The UC Davis baseball team denied Hawaii a grand finale.
The Aggies amassed 16 hits against five pitchers and scored in six of eight innings en route to Sunday’s 10-3 victory at Dobbins Stadium in Davis, Calif.
The Rainbow Warriors won on Thursday and Saturday, but had no answers in the finale of this three-game Big West series.
“We spent the entire day putting the ball on a tee about belt-high for their entire team,” UH coach Mike Trapasso said in a postgame phone interview. “Every (pitcher) we went to threw nothing but belt-high right down the middle. That’s what a good-hitting team is going to do.”
Freshman shortstop Tanner Murray went 5-for-5, scored three runs, drove in three more, and made two dazzling stops. Second baseman Caleb Van Blake was 4-for-4 with three runs, and Ryan Hooper contributed three hits.

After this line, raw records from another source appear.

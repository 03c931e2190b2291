//! The pipeline configuration model: the shape of a submitted pipeline
//! document after parsing, the source-span metadata attached to each
//! recognised field, and the execution plan computed from it.

use serde::{Deserialize, Serialize};
use std::collections::HashMap;

/// A `(line, column)` position in the document a `PipelineConfiguration`
/// was parsed from. Both are 1-indexed, matching the convention of the
/// YAML node positions this mirrors. `{0, 0}` stands for "no position
/// available" (e.g. errors about a wholly empty document).
#[derive(Debug, Clone, Copy, PartialEq, Eq, Default, Serialize, Deserialize)]
pub struct SourceSpan {
    pub line: usize,
    pub column: usize,
}

impl SourceSpan {
    pub const ZERO: SourceSpan = SourceSpan { line: 0, column: 0 };

    pub fn new(line: usize, column: usize) -> Self {
        Self { line, column }
    }
}

/// A parsed value together with the position it was parsed from.
#[derive(Debug, Clone, Serialize, Deserialize)]
pub struct Spanned<T> {
    pub value: T,
    pub span: SourceSpan,
}

impl<T> Spanned<T> {
    pub fn new(value: T, span: SourceSpan) -> Self {
        Self { value, span }
    }
}

/// Top-level pipeline metadata (the `pipeline:` key).
#[derive(Debug, Clone, Serialize, Deserialize)]
pub struct PipelineInfo {
    pub name: Spanned<String>,
}

/// A single job definition (one entry of the `jobs:` sequence).
#[derive(Debug, Clone, Serialize, Deserialize)]
pub struct JobConfiguration {
    pub name: Spanned<String>,
    pub stage: Spanned<String>,
    pub image: Spanned<String>,
    /// Ordered shell commands to run inside the container.
    pub script: Spanned<Vec<String>>,
    /// Sibling job names this job depends on (the `needs:` key).
    /// `None` when the key was absent; an explicit empty list is
    /// represented as `Some(Spanned(vec![], span))`.
    pub dependencies: Option<Spanned<Vec<String>>>,
}

impl JobConfiguration {
    pub fn depends_on(&self) -> &[String] {
        self.dependencies
            .as_ref()
            .map(|d| d.value.as_slice())
            .unwrap_or(&[])
    }
}

/// The fully parsed pipeline document.
#[derive(Debug, Clone, Serialize, Deserialize)]
pub struct PipelineConfiguration {
    pub version: Spanned<String>,
    pub pipeline_info: PipelineInfo,
    /// Declared stage order (the `stages:` sequence, in document order).
    pub stage_order: Spanned<Vec<String>>,
    /// stage name -> (job name -> job), preserving the document's job
    /// order within each stage via `Vec` iteration where it matters.
    pub stages: HashMap<String, Vec<JobConfiguration>>,
}

impl PipelineConfiguration {
    /// All jobs belonging to `stage`, in document order, or an empty
    /// slice if the stage has no jobs (which `validate` rejects).
    pub fn jobs_in_stage(&self, stage: &str) -> &[JobConfiguration] {
        self.stages
            .get(stage)
            .map(|j| j.as_slice())
            .unwrap_or(&[])
    }

    pub fn job(&self, stage: &str, name: &str) -> Option<&JobConfiguration> {
        self.jobs_in_stage(stage).iter().find(|j| j.name.value == name)
    }
}

/// A maximal set of jobs within a stage that share no dependency edges
/// between them; all jobs in a level may run concurrently.
pub type Level = Vec<String>;

/// The topologically-levelled execution plan for a `PipelineConfiguration`,
/// computed by Kahn's algorithm (see `buildit_config::pipeline::plan`).
#[derive(Debug, Clone, Default, Serialize, Deserialize)]
pub struct ExecutionPlan {
    /// stage name -> ordered list of levels.
    pub stage_levels: HashMap<String, Vec<Level>>,
}

impl ExecutionPlan {
    pub fn levels_for(&self, stage: &str) -> &[Level] {
        self.stage_levels
            .get(stage)
            .map(|l| l.as_slice())
            .unwrap_or(&[])
    }
}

“I don’t mind getting beat — and they flat-out beat us today — but I don’t like not playing well and I don’t like not pitching well,” Trapasso said. “You have to give yourself a chance.”

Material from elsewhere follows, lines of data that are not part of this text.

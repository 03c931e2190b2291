//! The job executor (C7): consumes one job-queue message, waits for its
//! sibling dependencies to finish, runs the job in a container, archives
//! its logs, and records the outcome.
//!
//! Grounded on the original implementation's
//! `executor/containers/docker/api.go` (`initContainer`/
//! `handlePostExecution`/`executeJob`/`Execute`) — with the known
//! copy-paste bug in its success branch *not* reproduced: on success this
//! only updates the `JobReport`; on failure it still cascades to the
//! owning `StageReport`/`PipelineReport` immediately, matching the
//! original's failure branch.

use std::time::Duration;

use buildit_cache::Waitboard;
use buildit_core::executor::{Executor, JobSpec};
use buildit_core::queue::JobQueueMessage;
use buildit_core::report::Status;
use buildit_core::Error as CoreError;
use buildit_db::ReportRepo;
use buildit_storage::LogSink;
use thiserror::Error;
use uuid::Uuid;

#[derive(Debug, Error)]
pub enum JobExecutorError {
    #[error(transparent)]
    Db(#[from] buildit_db::DbError),

    #[error(transparent)]
    Cache(#[from] buildit_cache::CacheError),

    #[error(transparent)]
    Storage(#[from] buildit_storage::StorageError),

    #[error(transparent)]
    Core(#[from] CoreError),

    #[error("job run failed ({run}); log upload also failed: {upload}")]
    RunAndUploadFailed {
        run: Box<JobExecutorError>,
        upload: Box<JobExecutorError>,
    },
}

pub type JobExecutorResult<T> = std::result::Result<T, JobExecutorError>;

const DEPENDENCY_POLL_BACKOFF: Duration = Duration::from_secs(10);

/// Result of gating on a job's sibling dependencies.
#[derive(Debug, PartialEq, Eq)]
enum DependencyOutcome {
    /// Every dependency reached SUCCESS; the job may run.
    Ready,
    /// At least one dependency reached FAILED or CANCELED; this job is
    /// cancelled without ever running a container.
    Canceled,
}

/// Decide whether a set of dependency statuses is settled, and if so how:
/// `None` means at least one dependency is still PENDING or unregistered,
/// so the caller should keep polling. Any FAILED/CANCELED dependency
/// short-circuits to `Canceled` even if others are still pending — the
/// job can never reach SUCCESS once one sibling it depends on has, so
/// there's no reason to wait out the rest.
fn resolve_dependency_outcome(statuses: &[Option<Status>]) -> Option<DependencyOutcome> {
    if statuses
        .iter()
        .any(|s| matches!(s, Some(Status::Failed) | Some(Status::Canceled)))
    {
        return Some(DependencyOutcome::Canceled);
    }
    if statuses.iter().all(|s| *s == Some(Status::Success)) {
        return Some(DependencyOutcome::Ready);
    }
    None
}

pub struct JobExecutor {
    reports: Box<dyn ReportRepo>,
    waitboard: Waitboard,
    storage: LogSink,
    driver: Box<dyn Executor>,
}

impl JobExecutor {
    pub fn new(
        reports: Box<dyn ReportRepo>,
        waitboard: Waitboard,
        storage: LogSink,
        driver: Box<dyn Executor>,
    ) -> Self {
        Self {
            reports,
            waitboard,
            storage,
            driver,
        }
    }

    /// Look up one dependency's current status via the waitboard, or
    /// `None` if it hasn't registered itself (or its job row) yet.
    async fn dependency_status(&self, dep: &Uuid) -> JobExecutorResult<Option<Status>> {
        match self.waitboard.get(&dep.to_string()).await {
            Ok(job_id) => {
                let job_id: i64 = job_id
                    .parse()
                    .map_err(|_| CoreError::Internal(format!("non-numeric job id for {dep}")))?;
                Ok(Some(self.reports.get_job_status(job_id).await?))
            }
            Err(buildit_cache::CacheError::Miss(_)) => Ok(None),
            Err(err) => Err(err.into()),
        }
    }

    /// Block until every dependency UUID resolves (via the waitboard) to
    /// a terminal job status. `Ready` means every dependency reached
    /// SUCCESS; `Canceled` means at least one reached FAILED or CANCELED,
    /// so this job must not run either (invariant: a job downstream of a
    /// failed sibling never reaches SUCCESS). A dependency that hasn't
    /// registered itself on the waitboard yet, or whose status is still
    /// PENDING, is treated as "not done yet" — this polls indefinitely
    /// rather than erroring, per the component's design.
    async fn wait_for_dependencies(
        &self,
        dependencies: &[Uuid],
    ) -> JobExecutorResult<DependencyOutcome> {
        loop {
            let mut statuses = Vec::with_capacity(dependencies.len());
            for dep in dependencies {
                statuses.push(self.dependency_status(dep).await?);
            }
            if let Some(outcome) = resolve_dependency_outcome(&statuses) {
                return Ok(outcome);
            }
            tokio::time::sleep(DEPENDENCY_POLL_BACKOFF).await;
        }
    }

    /// Process one job-queue message end to end.
    pub async fn run(&self, msg: JobQueueMessage) -> JobExecutorResult<()> {
        let dependencies = msg.dependency.get(&msg.id).cloned().unwrap_or_default();
        if let DependencyOutcome::Canceled = self.wait_for_dependencies(&dependencies).await? {
            // A sibling this job depends on already ended FAILED or
            // CANCELED; that sibling's own failure already cascaded the
            // owning stage/pipeline to FAILED, so this job only needs to
            // record its own terminal status.
            self.reports
                .update_job_status_and_end_time(msg.job_id, None, Status::Canceled)
                .await?;
            return Ok(());
        }

        self.waitboard
            .set(&msg.id.to_string(), &msg.job_id.to_string(), 0)
            .await?;

        let job = &msg.message.job;
        let repository = &msg.message.repository;

        let mut commands = vec![
            format!(
                "git clone --no-checkout {} /tmp/repo",
                repository.url
            ),
            "cd /tmp/repo".to_string(),
            format!("git checkout {}", repository.commit_hash),
        ];
        commands.extend(job.script.value.iter().cloned());

        let spec = JobSpec {
            image: job.image.value.clone(),
            commands,
        };

        let (container_id, run_err) = self.run_container(&spec).await;

        let upload_err = if let Some(id) = &container_id {
            self.archive_logs(id).await.err()
        } else {
            None
        };

        let status = if run_err.is_some() {
            Status::Failed
        } else {
            Status::Success
        };
        self.reports
            .update_job_status_and_end_time(msg.job_id, container_id.as_deref(), status)
            .await?;

        if status == Status::Failed {
            // The original implementation cascades a job failure to its
            // owning stage and pipeline immediately, rather than waiting
            // for the dispatcher's level fan-in (which never observes a
            // failure that happens after it already moved on).
            self.reports
                .update_stage_status_and_end_time(msg.stage_id, Status::Failed)
                .await?;
            self.reports
                .update_pipeline_status_and_end_time(msg.pipeline_id, Status::Failed)
                .await?;
        }

        match (run_err, upload_err) {
            (Some(run), Some(upload)) => Err(JobExecutorError::RunAndUploadFailed {
                run: Box::new(run),
                upload: Box::new(upload),
            }),
            (Some(run), None) => Err(run),
            (None, Some(upload)) => Err(upload),
            (None, None) => Ok(()),
        }
    }

    /// Pull, create, start, and wait on a container. Returns the
    /// container id if one was created (even if a later step failed) and
    /// the first error encountered, if any.
    async fn run_container(
        &self,
        spec: &JobSpec,
    ) -> (Option<String>, Option<JobExecutorError>) {
        if let Err(err) = self.driver.pull_image(&spec.image).await {
            return (None, Some(err.into()));
        }

        let container_id = match self.driver.create_container("pipeline", spec).await {
            Ok(id) => id,
            Err(err) => return (None, Some(err.into())),
        };

        if let Err(err) = self.driver.start_container(&container_id).await {
            return (Some(container_id), Some(err.into()));
        }

        match self.driver.wait_container(&container_id).await {
            Ok(result) if result.succeeded() => (Some(container_id), None),
            Ok(result) => (
                Some(container_id),
                Some(
                    CoreError::ExecutionFailed(format!(
                        "container exited with non-zero status: {}",
                        result.exit_code
                    ))
                    .into(),
                ),
            ),
            Err(err) => (Some(container_id), Some(err.into())),
        }
    }

    /// Retrieve a finished container's logs, upload them, and force-
    /// remove the container. Removal failure is logged but never
    /// surfaced — cleanup is best-effort.
    async fn archive_logs(&self, container_id: &str) -> JobExecutorResult<()> {
        let logs = self.driver.container_logs(container_id).await?;
        let object_name = LogSink::object_name_for_container(container_id);
        let upload_result = self.storage.upload_logs(&object_name, logs).await;

        if let Err(err) = self.driver.delete_container(container_id).await {
            tracing::warn!(%container_id, error = %err, "failed to remove container after archiving logs");
        }

        upload_result.map_err(JobExecutorError::from)
    }
}

#[cfg(test)]
mod tests {
    use super::*;

    #[test]
    fn no_dependencies_is_immediately_ready() {
        assert_eq!(resolve_dependency_outcome(&[]), Some(DependencyOutcome::Ready));
    }

    #[test]
    fn all_success_is_ready() {
        let statuses = [Some(Status::Success), Some(Status::Success)];
        assert_eq!(resolve_dependency_outcome(&statuses), Some(DependencyOutcome::Ready));
    }

    #[test]
    fn any_pending_or_unregistered_keeps_polling() {
        assert_eq!(resolve_dependency_outcome(&[Some(Status::Pending)]), None);
        assert_eq!(resolve_dependency_outcome(&[None]), None);
        assert_eq!(
            resolve_dependency_outcome(&[Some(Status::Success), Some(Status::Pending)]),
            None
        );
    }

    #[test]
    fn a_failed_dependency_cancels_even_if_others_still_pending() {
        let statuses = [Some(Status::Failed), Some(Status::Pending)];
        assert_eq!(
            resolve_dependency_outcome(&statuses),
            Some(DependencyOutcome::Canceled)
        );
    }

    #[test]
    fn a_canceled_dependency_cancels_too() {
        let statuses = [Some(Status::Success), Some(Status::Canceled)];
        assert_eq!(
            resolve_dependency_outcome(&statuses),
            Some(DependencyOutcome::Canceled)
        );
    }
}
//! API server for BuildIt CI/CD.
//!
//! A thin HTTP façade (§6.1) over the report store (C2), the waitboard
//! (C4), and the pipeline queue (C5): pipeline submission, filtered
//! report queries, and waitboard-resolved status lookups. Dispatch and
//! execution happen out of process, in `buildit-scheduler`.

pub mod error;
pub mod routes;
pub mod state;

pub use state::AppState;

The ’Bows entered averaging 13.6 hits in their five Big West games. But they managed nine hits, with three in a scoreless ninth inning.

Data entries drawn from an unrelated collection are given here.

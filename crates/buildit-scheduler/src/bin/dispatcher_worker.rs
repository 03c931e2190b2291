//! Long-running pipeline-queue consumer: a fixed-size worker pool pulls
//! pipeline submissions off the pipeline queue and runs them through the
//! dispatcher, matching the original implementation's
//! `worker/queue/worker.go` (`Qos`/worker-pool/manual ack) pattern.

use std::sync::Arc;

use buildit_cache::Waitboard;
use buildit_config::system::EnvConfig;
use buildit_core::queue::PipelineQueueMessage;
use buildit_db::{PgReportRepo, create_pool, run_migrations};
use buildit_queue::QueueClient;
use buildit_scheduler::Dispatcher;
use tracing::{error, info, warn};
use tracing_subscriber::EnvFilter;

const WORKER_COUNT: u16 = 5;

#[tokio::main]
async fn main() -> anyhow::Result<()> {
    tracing_subscriber::fmt()
        .with_env_filter(EnvFilter::try_from_default_env().unwrap_or_else(|_| EnvFilter::new("info")))
        .init();

    let env = EnvConfig::from_env()?;

    let db_url = format!(
        "postgres://{}:{}@{}:{}/{}",
        env.db.user, env.db.password, env.db.host, env.db.port, env.db.name
    );
    let pool = create_pool(&db_url).await?;
    run_migrations(&pool).await?;
    let reports = PgReportRepo::new(pool);

    let waitboard = Waitboard::connect(
        &env.redis.host,
        env.redis.port,
        env.redis.username.as_deref(),
        env.redis.password.as_deref(),
    )
    .await?;

    let queue = QueueClient::connect(&env.queue.rabbitmq_url).await?;
    queue.declare_queue(&env.queue.job_queue_name).await?;

    let dispatcher = Arc::new(Dispatcher::new(
        Box::new(reports),
        waitboard,
        queue,
        env.queue.job_queue_name.clone(),
    ));

    let pipeline_queue = QueueClient::connect(&env.queue.rabbitmq_url).await?;
    pipeline_queue.declare_queue(&env.queue.task_queue).await?;
    pipeline_queue.set_prefetch(WORKER_COUNT).await?;
    let mut consumer = pipeline_queue
        .consume(&env.queue.task_queue, "buildit-dispatcher")
        .await?;

    info!(workers = WORKER_COUNT, "dispatcher worker pool listening for pipeline submissions");

    while let Some(delivery) = buildit_queue::next_delivery(&mut consumer).await? {
        let dispatcher = dispatcher.clone();
        tokio::spawn(async move {
            let msg: PipelineQueueMessage = match buildit_queue::decode(&delivery) {
                Ok(msg) => msg,
                Err(err) => {
                    error!(error = %err, "failed to decode pipeline queue message");
                    let _ = buildit_queue::nack_drop(&delivery).await;
                    return;
                }
            };

            match dispatcher.dispatch(msg).await {
                Ok(pipeline_id) => {
                    info!(pipeline_id, "pipeline dispatched");
                    let _ = buildit_queue::ack(&delivery).await;
                }
                Err(err) => {
                    warn!(error = %err, "pipeline dispatch failed");
                    let _ = buildit_queue::nack_drop(&delivery).await;
                }
            }
        });
    }

    Ok(())
}
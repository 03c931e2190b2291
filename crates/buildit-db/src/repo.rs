//! Repository traits and implementations.

pub mod report;

pub use report::{Filter, PgReportRepo, ReportRepo};
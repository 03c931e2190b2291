//! One-shot job executor entry point: receives a single job-queue
//! message as a JSON command-line argument, runs it, and exits. This is
//! the process the worker pool controller (C9) spawns one pod per
//! message for, matching the original implementation's
//! `executor/main.go` (`flag.String("job", ...)`).

use buildit_cache::Waitboard;
use buildit_config::system::EnvConfig;
use buildit_core::queue::JobQueueMessage;
use buildit_db::{PgReportRepo, create_pool};
use buildit_executor::DockerExecutor;
use buildit_scheduler::JobExecutor;
use buildit_storage::LogSink;
use clap::Parser;
use tracing::info;
use tracing_subscriber::EnvFilter;

#[derive(Parser)]
#[command(name = "buildit-job-executor")]
struct Cli {
    /// JSON-encoded job-queue message to execute.
    #[arg(long)]
    job: String,
}

#[tokio::main]
async fn main() -> anyhow::Result<()> {
    tracing_subscriber::fmt()
        .with_env_filter(EnvFilter::try_from_default_env().unwrap_or_else(|_| EnvFilter::new("info")))
        .init();

    let cli = Cli::parse();
    let message: JobQueueMessage = serde_json::from_str(&cli.job)?;

    let env = EnvConfig::from_env()?;

    let db_url = format!(
        "postgres://{}:{}@{}:{}/{}",
        env.db.user, env.db.password, env.db.host, env.db.port, env.db.name
    );
    let pool = create_pool(&db_url).await?;
    let reports = PgReportRepo::new(pool);

    let waitboard = Waitboard::connect(
        &env.redis.host,
        env.redis.port,
        env.redis.username.as_deref(),
        env.redis.password.as_deref(),
    )
    .await?;

    let storage = LogSink::init(
        &env.minio.endpoint,
        &env.minio.access_key,
        &env.minio.secret_key,
        &env.minio.default_bucket,
    )
    .await?;

    let driver = DockerExecutor::connect()?;

    let executor = JobExecutor::new(
        Box::new(reports),
        waitboard,
        storage,
        Box::new(driver),
    );

    let job_id = message.job_id;
    executor.run(message).await?;
    info!(job_id, "job execution complete");

    Ok(())
}
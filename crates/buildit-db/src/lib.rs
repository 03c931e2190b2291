//! Database layer for BuildIt CI/CD.
//!
//! Provides repository traits and PostgreSQL implementations.

pub mod error;
pub mod repo;

pub use error::{DbError, DbResult};
pub use repo::*;

use sqlx::PgPool;
use sqlx::postgres::PgPoolOptions;

/// Create a new database connection pool.
pub async fn create_pool(database_url: &str) -> DbResult<PgPool> {
    let pool = PgPoolOptions::new()
        .max_connections(10)
        .connect(database_url)
        .await?;
    Ok(pool)
}

/// Run database migrations.
pub async fn run_migrations(pool: &PgPool) -> DbResult<()> {
    sqlx::migrate!("./migrations").run(pool).await?;
    Ok(())
}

UH starting pitcher Logan Pouelsen allowed nine hits before exiting with a 4-3 deficit after 41⁄3 innings.
“Initially, he was keeping us in the game because he wasn’t walking anybody,” Trapasso said. “That was the key. He was getting hit hard, and he was giving up runs. But he was giving up one run an inning. But at the time, we were scoring. I thought we’d keep scoring. But obviously, I was wrong. It was very disappointing.”
The ’Bows did not score in the final six innings, stranding six runners, including three in the ninth. Kyle Hatton surrendered two runs in 11⁄3 innings and Jeremy Yelland was battered for four runs in one inning.
“Yelland is struggling right now,” said Trapasso, referring to the left-hander’s 20.93 earned-run average and 3.72 WHIP in the past three appearances. “He’s pitching like a freshman. He’s hit that proverbial freshman wall. He has to work through it. Everybody goes through it.”
A bright spot was the return of third baseman Ethan Lopez, who had missed 14 games after suffering a wrist injury from a moped malfunction. Lopez smacked the first pitch over the left-field wall for a two-run homer in the second inning. He finished 2-for-4.
“That’ll give us a boost,” Trapasso said of Lopez’s presence in the lineup. “We’ll need him. If we continue to pitch poorly, we’ll have to score more runs than we did today.”
The initial plan called for Lopez to face live pitching in practices this coming week ahead of the weekend home series against UC Riverside. But Lopez said he felt healthy, a diagnosis confirmed by the team trainer, Trapasso said.
The ’Bows went 4-3 on their seven-game, 14-day road trip. They are 18-11 overall and 4-2 in the Big West, having won series against UC Davis and UC Irvine. UC Davis improved to 9-17 and 2-4.
But what was a good trip could have been better. The ’Bows are scheduled to return to Honolulu today.
“The sad thing is it’s going to be a grumpy flight home for the coach,” Trapasso said. “The kids are fine. The coach will be in a bad mood on the flight home.”